Une mesure de détention préventive n'est compatible avec la liberté personnelle garantie aux art. 10 al. 2 Cst. et 5 CEDH que si elle repose sur une base légale (art. 31 al. 1 et art. 36 al. 1 Cst.), soit en l'espèce l'art. 221 CPP. Elle doit en outre correspondre à un intérêt public et respecter le principe de la proportionnalité (art. 36 al. 2 et 3 Cst.). Pour que tel soit le cas, la privation de liberté doit être justifiée par les besoins de l'instruction, par un risque de fuite ou par un danger de collusion ou de réitération (art. 221 al. 1 let. a, b et c CPP). Préalablement à ces conditions, il doit exister des charges suffisantes, soit de sérieux soupçons de culpabilité, à l'égard de l'intéressé (art. 221 al. 1 CPP; art. 5 par. 1 let. c CEDH), c'est-à-dire des raisons plausibles de le soupçonner d'avoir commis une infraction. 
 
4.   
Le recourant ne fait plus de l'absence de charges suffisantes un grief à part entière de son mémoire devant le Tribunal fédéral.
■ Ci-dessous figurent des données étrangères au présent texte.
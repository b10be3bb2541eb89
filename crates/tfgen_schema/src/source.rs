//! Where resource schemas come from.

use std::fs;
use std::path::PathBuf;

use tracing::debug;

use crate::error::SchemaResult;
use crate::raw::{BlockSchema, ProviderSchemas};

/// Supplies the root block of a provider resource.
pub trait SchemaSource {
    fn resource_block(&self, provider: &str, resource: &str) -> SchemaResult<BlockSchema>;
}

/// Reads a saved `terraform providers schema -json` document from disk.
#[derive(Debug, Clone)]
pub struct JsonFileSource {
    path: PathBuf,
}

impl JsonFileSource {
    pub fn new(path: impl Into<PathBuf>) -> Self {
        Self { path: path.into() }
    }

    /// Load and parse the whole document.
    pub fn load(&self) -> SchemaResult<ProviderSchemas> {
        debug!("Reading provider schemas from {:?}", self.path);
        let content = fs::read_to_string(&self.path)?;
        ProviderSchemas::from_json(&content)
    }
}

impl SchemaSource for JsonFileSource {
    fn resource_block(&self, provider: &str, resource: &str) -> SchemaResult<BlockSchema> {
        let schemas = self.load()?;
        schemas.resource_block(provider, resource).cloned()
    }
}

impl SchemaSource for ProviderSchemas {
    fn resource_block(&self, provider: &str, resource: &str) -> SchemaResult<BlockSchema> {
        ProviderSchemas::resource_block(self, provider, resource).cloned()
    }
}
Il n'en demeure pas moins qu'il reproche à l'instance précédente d'avoir considéré que la perspective d'une condamnation était vraisemblable, estimant pour sa part qu'une telle issue serait "tout juste encore  possible, mais en aucun cas  vraisemblable". De tels développements obligent la Cour de céans à vérifier la présence de forts soupçons d'assassinats au sens de l'art. 221 al. 1 CPP, ce d'autant plus que la situation procédurale s'est modifiée depuis le dernier arrêt qu'elle a rendu, le 7 juin 2017, en matière de détention. Le Ministère public a d'ailleurs consacré la majeure partie de ses observations à exposer les charges pesant sur le recourant. En outre, le degré de vraisemblance de ces soupçons aura son incidence sur la nécessité d'examiner l'éventualité de mesures de substitution (cf.  infra consid. 5).  
 
4.1. A teneur de l'art. 221 al. 1 CPP, la détention provisoire ou pour des motifs de sûreté suppose que le prévenu est fortement soupçonné d'avoir commis un crime ou un délit. Selon la jurisprudence, il n'appartient pas au juge de la détention de procéder à une pesée complète des éléments à charge et à décharge et d'apprécier la crédibilité des personnes qui mettent en cause le prévenu. Il doit uniquement examiner s'il existe des indices sérieux de culpabilité justifiant une telle mesure. L'intensité des charges propres à motiver un maintien en détention préventive n'est pas la même aux divers stades de l'instruction pénale; si des soupçons, même encore peu précis, peuvent être suffisants dans les premiers temps de l'enquête, la perspective d'une condamnation doit apparaître avec une certaine vraisemblance après l'accomplissement des actes d'instruction envisageables (arrêt 1B_322/2017 du 24 août 2017 consid. 2.1 destiné à publication; ATF 137 IV 122 consid. 3.2 p. 126 s.; 116 Ia 143 consid. 3c p. 146).  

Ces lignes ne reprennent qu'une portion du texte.